本当に効果があれば、万々歳。少なくとも、心を落ち着かせる効果はある。
「そんなにオカルトが好きなら、例のアイツを撫でてきたらどうだよ」
俺は兵士の中で、屈指のおまじない好きだったと思う。
オカルトに頼る俺を馬鹿にする者もいたが、気にしなかった。
信じる者は救われる。その気持ちが大事なのだ。
「例のアイツ、って何ですか」
「知らないのか? お前が好きそうなネタだが」
そんな俺はある日、先輩から少女の噂を聞いた。
先輩はからかう様な笑みを浮かべ、
「幸運運びさ。何でも、撫でると運が良くなるらしいぜ」
「え、何ですかその噂」
その噂の詳細を、教えてくれた。
衛生部に、年端のいかぬ幼い少女衛生兵が勤めている。
その少女は人形のように無表情で、硝子細工のように華奢で、蒲公英の花のように可愛らしい。
「何でその娘が、幸運の象徴呼ばわりされてんですか」
「ソイツ、何度も奇跡的な生還を遂げたんだとさ」
幸運運びは、西部戦線時代から衛生兵として働いているそうだ。
そして運命の女神に導かれたみたいに、今まで奇跡的生還を3度も果たしているらしい。
「1度目は、サバト軍の一斉突撃の時。

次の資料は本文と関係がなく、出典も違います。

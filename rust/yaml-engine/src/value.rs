// Copyright (c) 2026 Arista Networks, Inc.
// Use of this source code is governed by the Apache License 2.0
// that can be found in the LICENSE file.

//! YAML value tree.
//!
//! A [`Node`] pairs a [`Value`] with its node properties: anchor, tag and the
//! alias marker. Anchors and aliases relate nodes by name only; the tree
//! itself is a strict ownership tree.
//!
//! # Zero-Copy Design
//!
//! String content uses `Cow<'input, str>`. Scalars that need no unescaping or
//! folding borrow from the input, everything else is owned. Use
//! [`Node::into_owned()`] to detach a tree from its input.
//!
//! The root node of a parsed document holds the document's [`Directives`],
//! shared through an [`Arc`].

use std::borrow::Cow;
use std::sync::Arc;

use chumsky::span::Span as _;
use serde::ser::{Serialize, SerializeMap, SerializeSeq, Serializer};

use crate::directive::{Directives, YamlVersion};
use crate::error::{Error, Result};
use crate::span::Span;

/// The kind of a [`Value`].
#[derive(Debug, Clone, Copy, PartialEq, Eq, Hash, derive_more::Display)]
pub enum NodeType {
    #[display("null")]
    Null,
    #[display("boolean")]
    Boolean,
    #[display("integer")]
    Integer,
    #[display("float")]
    Float,
    #[display("string")]
    String,
    #[display("sequence")]
    Sequence,
    #[display("mapping")]
    Mapping,
}

/// The core YAML value types.
///
/// Exactly one kind is active at a time. Changing the kind replaces the
/// payload as a whole.
#[derive(Debug, Clone, PartialEq)]
pub enum Value<'input> {
    /// A null value (`null`, `~`, or empty)
    Null,

    /// A boolean value (`true` or `false`)
    Bool(bool),

    /// A 64-bit signed integer value
    Int(i64),

    /// A 64-bit floating-point value
    Float(f64),

    /// A string value
    String(Cow<'input, str>),

    /// A sequence (array/list)
    Sequence(Vec<Node<'input>>),

    /// A mapping with keys in insertion order
    Mapping(Vec<(Node<'input>, Node<'input>)>),
}

impl Value<'_> {
    #[must_use]
    pub const fn node_type(&self) -> NodeType {
        match self {
            Self::Null => NodeType::Null,
            Self::Bool(_) => NodeType::Boolean,
            Self::Int(_) => NodeType::Integer,
            Self::Float(_) => NodeType::Float,
            Self::String(_) => NodeType::String,
            Self::Sequence(_) => NodeType::Sequence,
            Self::Mapping(_) => NodeType::Mapping,
        }
    }

    /// Returns `true` if this is a null value.
    #[must_use]
    pub const fn is_null(&self) -> bool {
        matches!(self, Self::Null)
    }

    /// Returns `true` if this is a scalar value (null, bool, int, float, string).
    #[must_use]
    pub const fn is_scalar(&self) -> bool {
        !self.is_collection()
    }

    /// Returns `true` if this is a collection (sequence or mapping).
    #[must_use]
    pub const fn is_collection(&self) -> bool {
        matches!(self, Self::Sequence(_) | Self::Mapping(_))
    }

    /// Convert this value to an owned version with `'static` lifetime.
    #[must_use]
    pub fn into_owned(self) -> Value<'static> {
        match self {
            Self::Null => Value::Null,
            Self::Bool(val) => Value::Bool(val),
            Self::Int(val) => Value::Int(val),
            Self::Float(val) => Value::Float(val),
            Self::String(cow) => Value::String(Cow::Owned(cow.into_owned())),
            Self::Sequence(seq) => Value::Sequence(seq.into_iter().map(Node::into_owned).collect()),
            Self::Mapping(map) => Value::Mapping(
                map.into_iter()
                    .map(|(key, val)| (key.into_owned(), val.into_owned()))
                    .collect(),
            ),
        }
    }
}
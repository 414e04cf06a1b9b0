// Copyright (c) 2026 Arista Networks, Inc.
// Use of this source code is governed by the Apache License 2.0
// that can be found in the LICENSE file.

//! YAML deserializer.
//!
//! This module converts the token stream of the [`Lexer`] into value trees,
//! one per document. The parser handles both block and flow styles; block
//! structure is recovered from the column of each token.
//!
//! The parser treats anchors and tags as node properties rather than value
//! wrappers. This means `&anchor key: value` parses with the anchor attached
//! to the key scalar, while properties on a line of their own belong to the
//! collection below them.

mod block;
mod flow;

use std::collections::{HashMap, VecDeque};
use std::sync::Arc;

use chumsky::span::Span as _;

use crate::config::Configuration;
use crate::directive::Directives;
use crate::error::{Error, ErrorKind, ParseError, Result};
use crate::lexer::Lexer;
use crate::rich_token::RichToken;
use crate::scalar::{self, BlockHeader, ScalarStyle};
use crate::span::{Position, Span};
use crate::tag::{self, TagKind};
use crate::token::Token;
use crate::value::{Node, Value};

/// Where a block node appears, which decides what may start on its first line.
#[derive(Debug, Clone, Copy, PartialEq, Eq)]
pub(crate) enum NodeContext {
    /// The document root.
    Root,
    /// After `-`, `?` or an explicit `:`; compact collections may follow on the same line.
    Compact,
    /// After the `:` of an implicit key written on `line`.
    Value { line: usize },
}

#[derive(Debug, Clone, Copy)]
struct Property<'input> {
    name: &'input str,
    span: Span,
    position: Position,
}

/// Pending node properties (anchor, tag) collected before parsing the value.
#[derive(Debug, Default, Clone, Copy)]
pub(crate) struct NodeProperties<'input> {
    anchor: Option<Property<'input>>,
    tag: Option<Property<'input>>,
    /// Line of the last property seen.
    line: Option<usize>,
}

impl<'input> NodeProperties<'input> {
    pub fn is_empty(&self) -> bool {
        self.anchor.is_none() && self.tag.is_none()
    }

    /// Line of the last property, if any.
    pub const fn line(&self) -> Option<usize> {
        self.line
    }

    /// Column of the first property, if any.
    pub fn column(&self) -> Option<usize> {
        self.first().map(|property| property.position.column)
    }

    fn first(&self) -> Option<&Property<'input>> {
        match (&self.anchor, &self.tag) {
            (Some(anchor), Some(tag)) if tag.span.start < anchor.span.start => Some(tag),
            (Some(anchor), _) => Some(anchor),
            (None, tag) => tag.as_ref(),
        }
    }

    /// Byte offset of the first property, if any.
    pub fn start(&self) -> Option<usize> {
        self.first().map(|property| property.span.start)
    }

    pub fn tag_name(&self) -> Option<&'input str> {
        self.tag.map(|tag| tag.name)
    }

    /// Record an anchor or tag token.
    pub fn add(&mut self, token: &RichToken<'input>) -> Result<(), ErrorKind> {
        let (slot, name) = match token.token {
            Token::Anchor(name) => (&mut self.anchor, name),
            Token::Tag(name) => (&mut self.tag, name),
            _ => return Err(ErrorKind::UnexpectedToken),
        };
        if let Some(existing) = slot {
            let first = existing.name.to_owned();
            let second = name.to_owned();
            return Err(if matches!(token.token, Token::Anchor(_)) {
                ErrorKind::DuplicateAnchorNamed { first, second }
            } else {
                ErrorKind::DuplicateTagNamed { first, second }
            });
        }
        *slot = Some(Property {
            name,
            span: token.span,
            position: token.position,
        });
        self.line = Some(token.line());
        Ok(())
    }

    /// Apply these properties to a node, updating its span to include properties.
    pub fn apply_to(self, mut node: Node<'input>) -> Node<'input> {
        if let Some(start) = self.start()
            && start < node.span.start
        {
            node.span = Span::new((), start..node.span.end);
        }
        if let Some(anchor) = self.anchor {
            node.set_anchor(anchor.name.into());
        }
        if let Some(tag) = self.tag {
            node.set_tag(tag.name.into());
        }
        node
    }
}

/// Parser state for one stream.
#[derive(Debug)]
pub(crate) struct Parser<'input> {
    lexer: Lexer<'input>,
    lookahead: VecDeque<RichToken<'input>>,
    /// End offset of the last consumed token.
    last_end: usize,
    /// Map of anchor names to their nodes (for alias resolution)
    anchors: HashMap<&'input str, Node<'input>>,
    /// Directives of the current document.
    directives: Arc<Directives>,
    config: Configuration,
}
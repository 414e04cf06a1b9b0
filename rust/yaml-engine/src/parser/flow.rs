// Copyright (c) 2026 Arista Networks, Inc.
// Use of this source code is governed by the Apache License 2.0
// that can be found in the LICENSE file.

//! Flow collections (`[...]`, `{...}`) and single-token nodes.

use crate::error::Result;
use crate::token::Token;
use crate::value::{Node, Value};

use super::{NodeProperties, Parser};

impl<'input> Parser<'input> {
    /// Parse a scalar, alias or flow collection, with any properties before it.
    ///
    /// Properties followed by no content give an empty node.
    pub(super) fn parse_flow_node(
        &mut self,
        mut props: NodeProperties<'input>,
    ) -> Result<Node<'input>> {
        loop {
            let token = self.peek()?;
            if !matches!(token.token, Token::Anchor(_) | Token::Tag(_)) {
                break;
            }
            self.advance()?;
            props
                .add(&token)
                .map_err(|kind| self.error(kind, &token))?;
        }

        let token = self.peek()?;
        match token.token {
            Token::Scalar { style, text } => {
                self.advance()?;
                self.scalar_node(props, &token, style, text)
            }
            Token::Alias(name) => {
                self.advance()?;
                self.alias_node(props, &token, name)
            }
            Token::FlowSequenceStart => {
                let node = self.parse_flow_sequence()?;
                self.finish_node(props, node)
            }
            Token::FlowMappingStart => {
                let node = self.parse_flow_mapping()?;
                self.finish_node(props, node)
            }
            _ if !props.is_empty() => self.empty_node(props, &token),
            _ => Err(self.unexpected(&token, &["a scalar", "'['", "'{'"])),
        }
    }

    /// Like [`parse_flow_node`](Self::parse_flow_node), but an entry
    /// separator or closing bracket gives an empty node.
    fn parse_flow_node_or_empty(&mut self) -> Result<Node<'input>> {
        let token = self.peek()?;
        match token.token {
            Token::FlowEntry
            | Token::FlowSequenceEnd
            | Token::FlowMappingEnd
            | Token::KeySeparator => self.empty_node(NodeProperties::default(), &token),
            _ => self.parse_flow_node(NodeProperties::default()),
        }
    }

    /// Parse the value after an optional `:`; a missing value is empty.
    fn parse_flow_value(&mut self) -> Result<Node<'input>> {
        let token = self.peek()?;
        if token.token == Token::KeySeparator {
            self.advance()?;
            self.parse_flow_node_or_empty()
        } else {
            self.empty_node(NodeProperties::default(), &token)
        }
    }

    /// Consume the `,` between entries, or leave the closing bracket in place.
    fn flow_entry_end(&mut self, close: Token<'input>, expected: &[&str]) -> Result<()> {
        let token = self.peek()?;
        match token.token {
            Token::FlowEntry => {
                self.advance()?;
                Ok(())
            }
            found if found == close => Ok(()),
            _ => Err(self.unexpected(&token, expected)),
        }
    }

    pub(super) fn parse_flow_sequence(&mut self) -> Result<Node<'input>> {
        let open = self.advance()?;
        let mut items = Vec::new();
        loop {
            let token = self.peek()?;
            if token.token == Token::FlowSequenceEnd {
                self.advance()?;
                break;
            }
            items.push(self.parse_flow_sequence_entry()?);
            self.flow_entry_end(Token::FlowSequenceEnd, &["','", "']'"])?;
        }
        Ok(Node::new(
            Value::Sequence(items),
            self.span_from(open.span.start),
        ))
    }

    /// Parse one flow sequence entry; `key: value` entries become
    /// single-pair mappings.
    fn parse_flow_sequence_entry(&mut self) -> Result<Node<'input>> {
        let token = self.peek()?;
        let start = token.span.start;
        let key = match token.token {
            Token::ExplicitKey => {
                self.advance()?;
                self.parse_flow_node_or_empty()?
            }
            Token::KeySeparator => self.empty_node(NodeProperties::default(), &token)?,
            _ => {
                let node = self.parse_flow_node(NodeProperties::default())?;
                if self.peek()?.token != Token::KeySeparator {
                    return Ok(node);
                }
                node
            }
        };
        let value = self.parse_flow_value()?;
        Ok(Node::new(
            Value::Mapping(vec![(key, value)]),
            self.span_from(start),
        ))
    }

    pub(super) fn parse_flow_mapping(&mut self) -> Result<Node<'input>> {
        let open = self.advance()?;
        let mut entries = Vec::new();
        loop {
            let token = self.peek()?;
            if token.token == Token::FlowMappingEnd {
                self.advance()?;
                break;
            }
            if token.token == Token::ExplicitKey {
                self.advance()?;
            }
            let key = self.parse_flow_node_or_empty()?;
            let value = self.parse_flow_value()?;
            self.insert_entry(&mut entries, key, value)?;
            self.flow_entry_end(Token::FlowMappingEnd, &["','", "'}'"])?;
        }
        Ok(Node::new(
            Value::Mapping(entries),
            self.span_from(open.span.start),
        ))
    }
}

#[cfg(test)]
#[allow(
    clippy::indexing_slicing,
    reason = "Tests benefit from direct indexing for readability"
)]
mod tests {
    use crate::error::{Error, ErrorKind, Result};
    use crate::parser::Deserializer;
    use crate::value::{Node, Value};

    fn parse(input: &str) -> Result<Node<'_>> {
        Deserializer::new(None).deserialize(input)
    }

    fn parse_error_kind(input: &str) -> ErrorKind {
        match parse(input) {
            Err(Error::Parse(error)) => error.kind,
            other => panic!("expected a parse error for {input:?}, got {other:?}"),
        }
    }

    #[test]
    fn test_flow_sequence() {
        let root = parse("[1, two, \"three\", 4.5, null, [nested]]").unwrap();
        let items = root.as_sequence().unwrap();
        assert_eq!(items.len(), 6);
        assert_eq!(items[0].as_int().unwrap(), 1);
        assert_eq!(items[1].as_str().unwrap(), "two");
        assert_eq!(items[2].as_str().unwrap(), "three");
        assert!(items[3].is_float());
        assert!(items[4].is_null());
        assert_eq!(items[5].as_sequence().unwrap().len(), 1);
    }

    #[test]
    fn test_flow_mapping() {
        let root = parse("{a: 1, b: [x, y], c: {d: e}, f}").unwrap();
        assert_eq!(root.at("a").unwrap().as_int().unwrap(), 1);
        assert_eq!(root.at("b").unwrap().len().unwrap(), 2);
        assert_eq!(root.at("c").unwrap().at("d").unwrap().as_str().unwrap(), "e");
        assert!(root.at("f").unwrap().is_null());
    }

    #[test]
    fn test_trailing_comma_and_multiline() {
        let root = parse("[\n  a,\n  b,\n]").unwrap();
        assert_eq!(root.len().unwrap(), 2);
        let root = parse("{\n  a: 1,\n}").unwrap();
        assert_eq!(root.len().unwrap(), 1);
        let root = parse("[]").unwrap();
        assert!(root.is_empty().unwrap());
        let root = parse("{}").unwrap();
        assert!(root.is_mapping());
    }

    #[test]
    fn test_single_pair_entries() {
        let root = parse("[a: 1, ? b, : c]").unwrap();
        let items = root.as_sequence().unwrap();
        assert_eq!(items.len(), 3);
        assert_eq!(items[0].at("a").unwrap().as_int().unwrap(), 1);
        assert!(items[1].at("b").unwrap().is_null());
        let (key, value) = &items[2].as_mapping().unwrap()[0];
        assert!(key.is_null());
        assert_eq!(value.as_str().unwrap(), "c");
    }

    #[test]
    fn test_json_like_keys() {
        let root = parse(r#"{"a":1, "b":[2]}"#).unwrap();
        assert_eq!(root.at("a").unwrap().as_int().unwrap(), 1);
        assert_eq!(root.at("b").unwrap().at_index(0).unwrap().as_int().unwrap(), 2);
    }

    #[test]
    fn test_plain_scalars_with_colons() {
        let root = parse("[http://example.com/a, a:b]").unwrap();
        let items = root.as_sequence().unwrap();
        assert_eq!(items[0].as_str().unwrap(), "http://example.com/a");
        assert_eq!(items[1].as_str().unwrap(), "a:b");
    }

    #[test]
    fn test_flow_properties() {
        let root = parse("[&a one, *a, !!str 2, !!null , &e ]").unwrap();
        let items = root.as_sequence().unwrap();
        assert_eq!(items[0].anchor_name(), Some("a"));
        assert!(items[1].is_alias());
        assert_eq!(items[1].as_str().unwrap(), "one");
        assert_eq!(items[2].as_str().unwrap(), "2");
        assert!(items[3].is_null());
        assert!(items[4].is_null());
        assert_eq!(items[4].anchor_name(), Some("e"));
    }

    #[test]
    fn test_flow_collection_tags() {
        let root = parse("!!seq []").unwrap();
        assert_eq!(root.value, Value::Sequence(Vec::new()));
        assert!(matches!(
            parse_error_kind("!!map [a]"),
            ErrorKind::IncompatibleTag { .. }
        ));
    }

    #[test]
    fn test_flow_errors() {
        let test_cases = [
            ("[a, b", ErrorKind::UnexpectedEof),
            ("{a: 1", ErrorKind::UnexpectedEof),
            ("[a b: c d, ]x", ErrorKind::UnexpectedToken),
            ("[,]", ErrorKind::UnexpectedToken),
            ("{a: 1, a: 2}", ErrorKind::DuplicateKeyNamed("a".to_owned())),
        ];
        for (input, expected) in test_cases {
            assert_eq!(parse_error_kind(input), expected, "input {input:?}");
        }
    }

    #[test]
    fn test_flow_error_reports_expected_tokens() {
        let Err(Error::Parse(error)) = parse("[a {b}]") else {
            panic!("expected a parse error");
        };
        assert_eq!(error.expected, vec!["','".to_owned(), "']'".to_owned()]);
        assert_eq!(error.found.as_deref(), Some("'{'"));
        assert_eq!(error.position.column, 3);
    }
}
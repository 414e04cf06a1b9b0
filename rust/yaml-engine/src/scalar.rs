// Copyright (c) 2026 Arista Networks, Inc.
// Use of this source code is governed by the Apache License 2.0
// that can be found in the LICENSE file.

//! Scalar parsing: unescaping, line folding, chomping and typed conversion.
//!
//! The parser borrows the raw text whenever it can be used as is, and only
//! builds an owned buffer when escapes, folding or chomping change it.

use std::borrow::Cow;
use std::iter::{Peekable, repeat_n};
use std::str::Chars;

use crate::error::ErrorKind;
use crate::escape::{decode_hex_escape, hex_escape_len, unescape_char};
use crate::scanner::{ScalarType, is_null, is_special_float, parse_bool, scan};
use crate::tag::TagKind;
use crate::value::{NodeType, Value};

/// The lexical style a scalar was written in.
#[derive(Debug, Clone, Copy, PartialEq, Eq, Hash, derive_more::Display)]
pub enum ScalarStyle {
    #[display("plain")]
    Plain,
    #[display("single-quoted")]
    SingleQuoted,
    #[display("double-quoted")]
    DoubleQuoted,
    #[display("literal")]
    Literal,
    #[display("folded")]
    Folded,
}

impl ScalarStyle {
    #[must_use]
    pub const fn is_block(self) -> bool {
        matches!(self, Self::Literal | Self::Folded)
    }
}

/// Block scalar chomping indicator.
#[derive(Debug, Clone, Copy, PartialEq, Eq, Hash, Default)]
pub enum Chomping {
    /// `-` strip all trailing newlines
    Strip,
    /// (default) clip to single trailing newline
    #[default]
    Clip,
    /// `+` keep all trailing newlines
    Keep,
}
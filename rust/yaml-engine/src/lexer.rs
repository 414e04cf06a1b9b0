// Copyright (c) 2026 Arista Networks, Inc.
// Use of this source code is governed by the Apache License 2.0
// that can be found in the LICENSE file.

//! Context-aware pull lexer for YAML.
//!
//! This lexer tracks flow depth to properly tokenize characters that have
//! different meanings in block vs flow context:
//! - In **block context** (`flow_depth` = 0): `,[]{}` are valid in plain scalars
//! - In **flow context** (`flow_depth` > 0): `,[]{}` are delimiters
//!
//! Multi-line plain scalars and block scalars come out as single tokens whose
//! text is a slice of the input. Folding, escapes and chomping are left to the
//! scalar parser, so lexing never allocates.
//!
//! Whitespace and comments are skipped. Block structure is recovered by the
//! parser from the [`Position`](crate::span::Position) of each token.

use chumsky::prelude::*;

use crate::directive::parse_directive;
use crate::error::{ErrorKind, ParseError};
use crate::rich_token::RichToken;
use crate::scalar::{BlockHeader, Chomping, ScalarStyle};
use crate::span::{Position, SourceMap, Span};
use crate::token::Token;

const fn is_blank(byte: u8) -> bool {
    matches!(byte, b' ' | b'\t')
}

const fn is_break(byte: u8) -> bool {
    matches!(byte, b'\n' | b'\r')
}

const fn is_flow_indicator(byte: u8) -> bool {
    matches!(byte, b',' | b'[' | b']' | b'{' | b'}')
}

/// Whitespace, a line break or the end of input.
fn is_separator(byte: Option<u8>) -> bool {
    byte.is_none_or(|byte| is_blank(byte) || is_break(byte))
}

/// `[1-9]?[-+]?` or `[-+]?[1-9]?`, returning the indentation indicator and chomping.
fn block_header_grammar<'src>()
-> impl Parser<'src, &'src str, (Option<usize>, Chomping), extra::Err<Rich<'src, char>>> {
    let indent = one_of("123456789").map(|digit: char| {
        digit
            .to_digit(10)
            .and_then(|value| usize::try_from(value).ok())
            .unwrap_or_default()
    });
    let chomping = choice((
        just('-').to(Chomping::Strip),
        just('+').to(Chomping::Keep),
    ));
    choice((
        indent
            .clone()
            .or_not()
            .then(chomping.clone().or_not())
            .then_ignore(end()),
        chomping
            .or_not()
            .then(indent.or_not())
            .then_ignore(end())
            .map(|(chomping, indent)| (indent, chomping)),
    ))
    .map(|(indent, chomping)| (indent, chomping.unwrap_or_default()))
}

/// Pull-based lexer state.
///
/// The lifetime `'input` refers to the input string being tokenized.
#[derive(Debug)]
pub struct Lexer<'input> {
    input: &'input str,
    source_map: SourceMap<'input>,
    /// Byte offset of the next unread character.
    pos: usize,
    /// Current flow depth (number of unclosed `{` or `[`)
    flow_depth: usize,
    /// Whether the previous token was a "JSON-like" value
    /// (quoted string, alias, flow end). After these, `:` is always
    /// a mapping indicator in flow context.
    json_like: bool,
    /// Column of the block indicator or implicit key that owns the rest of
    /// the current line.
    line_owner: Option<usize>,
    /// Column of the first node token on the current line since the last
    /// block indicator.
    node_start: Option<usize>,
    finished: bool,
}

最前線に取り残されたが、ソイツの小隊は殆ど被害なくマシュデールまで撤退できた」
「そりゃすげえ」
「2度目はそのマシュデールに取り残されて孤立した時。たまたま、ソイツはエース部隊に保護されて脱出に成功した」
「ほほー」
「そして3度目は、こないだヴェルディ中隊が包囲された時だ。あの時も絶体絶命だったが、英雄ヴェルディ中尉殿の指揮のおかげで生き延びたらしい」
「そりゃ本物の幸運持ちだ。そんな娘が衛生部にいるんですか」
「ああ。……ククク、お前が好きそうなネタだろ」
彼女は話を聞く限り、凄まじい運を纏ってそうだった。
事実なら、そこまで幸運の女神に愛された人間も少ないだろう。
「それだけじゃない。ヤツを撫でた奴はカードで馬鹿勝ちしたり、彼女が出来たりと良いことづくめらしい」
「それは一度会ってみたいですね」
「そうか。だったら大怪我して、衛生部に運び込まれたら会えるんじゃねぇか?」
「そいつはちっと勘弁願いたいです」
その噂を聞いて、俺はその少女と会ってみたくなった。
あわよくば、その少女に撫でさせて貰えないか頼みこむつもりだった。
是非とも、彼女の幸運にあやかりたい。
「まぁ、待ってりゃそのうち会えるさ」
「それは俺が、じきに大怪我するって言いたいんですか」
「いやいや」
だが先輩の言う通り、大怪我でもしない限り衛生部に行く機会はない。
休みをもらってわざわざ、見知らぬ人に会いに行くのも変な話だ。
そんな風に諦めかけていた俺だったが。
「もうすぐ、冬季行軍訓練が行われるだろ? その訓練のゴールが衛生部らしいぞ」
「おお」
「その幸運運び様も、上手く行けば会えるだろ」
先輩のその言葉を聞いて、俺は目を輝かせた。
今年の冬入りは、異常に早いらしい。
その異常気象の影響でサバトもオースティンも、寒すぎて冬明けまで戦闘を行えなくなったのだ。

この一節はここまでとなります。